### [Task description]
Would you copy every line of the listing below that includes the word "UpdatePeriodStatusRequest"?
= = = =
use crate::models::*;
use crate::services::SettlementService;
use actix_web::{HttpResponse, ResponseError, Result, web};
use serde_json::json;

#[utoipa::path(
    get,
    path = "/settlements",
    tag = "settlements",
    params(
        ("page" = Option<u32>, Query, description = "페이지"),
        ("per_page" = Option<u32>, Query, description = "페이지당 개수"),
        ("period_id" = Option<i64>, Query, description = "정산 기간 ID"),
        ("seller_id" = Option<i64>, Query, description = "판매자 ID"),
        ("status" = Option<String>, Query, description = "정산 상태")
    ),
    security(
        ("bearer_auth" = [])
    ),
    responses(
        (status = 200, description = "정산 목록")
    )
)]
pub async fn list_settlements(
    settlement_service: web::Data<SettlementService>,
    query: web::Query<SettlementQuery>,
) -> Result<HttpResponse> {
    match settlement_service.list(&query).await {
        Ok(response) => Ok(HttpResponse::Ok().json(json!({
            "success": true,
            "data": response
        }))),
        Err(e) => Ok(e.error_response()),
    }
}

#[utoipa::path(
    get,
    path = "/settlements/{id}",
    tag = "settlements",
    params(("id" = i64, Path, description = "정산 ID")),
    security(
        ("bearer_auth" = [])
    ),
    responses(
        (status = 200, description = "정산 상세 (라인 포함)", body = SettlementDetailResponse),
        (status = 404, description = "정산 없음")
    )
)]
pub async fn get_settlement(
    settlement_service: web::Data<SettlementService>,
    path: web::Path<i64>,
) -> Result<HttpResponse> {
    match settlement_service.get(path.into_inner()).await {
        Ok(response) => Ok(HttpResponse::Ok().json(json!({
            "success": true,
            "data": response
        }))),
        Err(e) => Ok(e.error_response()),
    }
}

#[utoipa::path(
    patch,
    path = "/settlements/{id}/status",
    tag = "settlements",
    params(("id" = i64, Path, description = "정산 ID")),
    request_body = UpdateSettlementStatusRequest,
    security(
        ("bearer_auth" = [])
    ),
    responses(
        (status = 200, description = "정산 상태 변경", body = SettlementResponse),
        (status = 409, description = "허용되지 않는 상태 전이")
    )
)]
pub async fn update_settlement_status(
    settlement_service: web::Data<SettlementService>,
    path: web::Path<i64>,
    request: web::Json<UpdateSettlementStatusRequest>,
) -> Result<HttpResponse> {
    match settlement_service
        .update_status(path.into_inner(), request.into_inner())
        .await
    {
        Ok(response) => Ok(HttpResponse::Ok().json(json!({
            "success": true,
            "data": response
        }))),
        Err(e) => Ok(e.error_response()),
    }
}

#[utoipa::path(
    post,
    path = "/settlements/{id}/adjust",
    tag = "settlements",
    params(("id" = i64, Path, description = "정산 ID")),
    request_body = AdjustSettlementRequest,
    security(
        ("bearer_auth" = [])
    ),
    responses(
        (status = 200, description = "조정 금액 반영", body = SettlementResponse),
        (status = 409, description = "조정할 수 없는 상태")
    )
)]
pub async fn adjust_settlement(
    settlement_service: web::Data<SettlementService>,
    path: web::Path<i64>,
    request: web::Json<AdjustSettlementRequest>,
) -> Result<HttpResponse> {
    match settlement_service
        .adjust(path.into_inner(), request.into_inner())
        .await
    {
        Ok(response) => Ok(HttpResponse::Ok().json(json!({
            "success": true,
            "data": response
        }))),
        Err(e) => Ok(e.error_response()),
    }
}

#[utoipa::path(
    post,
    path = "/settlements/{id}/recalculate",
    tag = "settlements",
    params(("id" = i64, Path, description = "정산 ID")),
    security(
        ("bearer_auth" = [])
    ),
    responses(
        (status = 200, description = "재계산 결과", body = SettlementDetailResponse),
        (status = 409, description = "재계산할 수 없는 상태")
    )
)]
pub async fn recalculate_settlement(
    settlement_service: web::Data<SettlementService>,
    path: web::Path<i64>,
) -> Result<HttpResponse> {
    match settlement_service.recalculate(path.into_inner()).await {
        Ok(response) => Ok(HttpResponse::Ok().json(json!({
            "success": true,
            "data": response
        }))),
        Err(e) => Ok(e.error_response()),
    }
}

#[utoipa::path(
    get,
    path = "/settlements/periods",
    tag = "settlements",
    params(
        ("page" = Option<u32>, Query, description = "페이지"),
        ("per_page" = Option<u32>, Query, description = "페이지당 개수"),
        ("period_type" = Option<String>, Query, description = "weekly/monthly"),
        ("status" = Option<String>, Query, description = "preparing/processing/completed")
    ),
    security(
        ("bearer_auth" = [])
    ),
    responses(
        (status = 200, description = "정산 기간 목록")
    )
)]
pub async fn list_periods(
    settlement_service: web::Data<SettlementService>,
    query: web::Query<PeriodQuery>,
) -> Result<HttpResponse> {
    match settlement_service.list_periods(&query).await {
        Ok(response) => Ok(HttpResponse::Ok().json(json!({
            "success": true,
            "data": response
        }))),
        Err(e) => Ok(e.error_response()),
    }
}

#[utoipa::path(
    get,
    path = "/settlements/periods/{id}",
    tag = "settlements",
    params(("id" = i64, Path, description = "정산 기간 ID")),
    security(
        ("bearer_auth" = [])
    ),
    responses(
        (status = 200, description = "정산 기간", body = PeriodResponse),
        (status = 404, description = "정산 기간 없음")
    )
)]
pub async fn get_period(
    settlement_service: web::Data<SettlementService>,
    path: web::Path<i64>,
) -> Result<HttpResponse> {
    match settlement_service.get_period(path.into_inner()).await {
        Ok(response) => Ok(HttpResponse::Ok().json(json!({
            "success": true,
            "data": response
        }))),
        Err(e) => Ok(e.error_response()),
    }
}

#[utoipa::path(
    post,
    path = "/settlements/periods",
    tag = "settlements",
    request_body = CreatePeriodRequest,
    security(
        ("bearer_auth" = [])
    ),
    responses(
        (status = 200, description = "정산 기간 생성", body = PeriodResponse),
        (status = 400, description = "기간 형식 오류"),
        (status = 409, description = "같은 유형의 기간과 겹침")
    )
)]
pub async fn create_period(
    settlement_service: web::Data<SettlementService>,
    request: web::Json<CreatePeriodRequest>,
) -> Result<HttpResponse> {
    match settlement_service.create_period(request.into_inner()).await {
        Ok(response) => Ok(HttpResponse::Ok().json(json!({
            "success": true,
            "data": response
        }))),
        Err(e) => Ok(e.error_response()),
    }
}

#[utoipa::path(
    patch,
    path = "/settlements/periods/{id}/status",
    tag = "settlements",
    params(("id" = i64, Path, description = "정산 기간 ID")),
    request_body = UpdatePeriodStatusRequest,
    security(
        ("bearer_auth" = [])
    ),
    responses(
        (status = 200, description = "정산 기간 상태 변경", body = PeriodResponse),
        (status = 409, description = "허용되지 않는 상태 전이")
    )
)]
pub async fn update_period_status(
    settlement_service: web::Data<SettlementService>,
    path: web::Path<i64>,
    request: web::Json<UpdatePeriodStatusRequest>,
) -> Result<HttpResponse> {
    match settlement_service
        .update_period_status(path.into_inner(), request.status)
        .await
    {
        Ok(response) => Ok(HttpResponse::Ok().json(json!({
            "success": true,
            "data": response
        }))),
        Err(e) => Ok(e.error_response()),
    }
}

#[utoipa::path(
    post,
    path = "/settlements/periods/{id}/calculate",
    tag = "settlements",
    params(("id" = i64, Path, description = "정산 기간 ID")),
    security(
        ("bearer_auth" = [])
    ),
    responses(
        (status = 200, description = "기간 정산 계산 결과", body = CalculatePeriodResponse),
        (status = 409, description = "완료된 기간")
    )
)]
pub async fn calculate_period(
    settlement_service: web::Data<SettlementService>,
    path: web::Path<i64>,
) -> Result<HttpResponse> {
    match settlement_service.calculate_period(path.into_inner()).await {
        Ok(response) => Ok(HttpResponse::Ok().json(json!({
            "success": true,
            "data": response
        }))),
        Err(e) => Ok(e.error_response()),
    }
}

pub fn settlement_config(cfg: &mut web::ServiceConfig) {
    // /periods 가 /{id} 보다 먼저 등록되어야 한다
    cfg.service(
        web::scope("/settlements")
            .route("", web::get().to(list_settlements))
            .route("/periods", web::get().to(list_periods))
            .route("/periods", web::post().to(create_period))
            .route("/periods/{id}", web::get().to(get_period))
            .route("/periods/{id}/status", web::patch().to(update_period_status))
            .route("/periods/{id}/calculate", web::post().to(calculate_period))
            .route("/{id}", web::get().to(get_settlement))
            .route("/{id}/status", web::patch().to(update_settlement_status))
            .route("/{id}/adjust", web::post().to(adjust_settlement))
            .route("/{id}/recalculate", web::post().to(recalculate_settlement)),
    );
}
= = = =
### [Task result]
    request_body = UpdatePeriodStatusRequest,
    request: web::Json<UpdatePeriodStatusRequest>,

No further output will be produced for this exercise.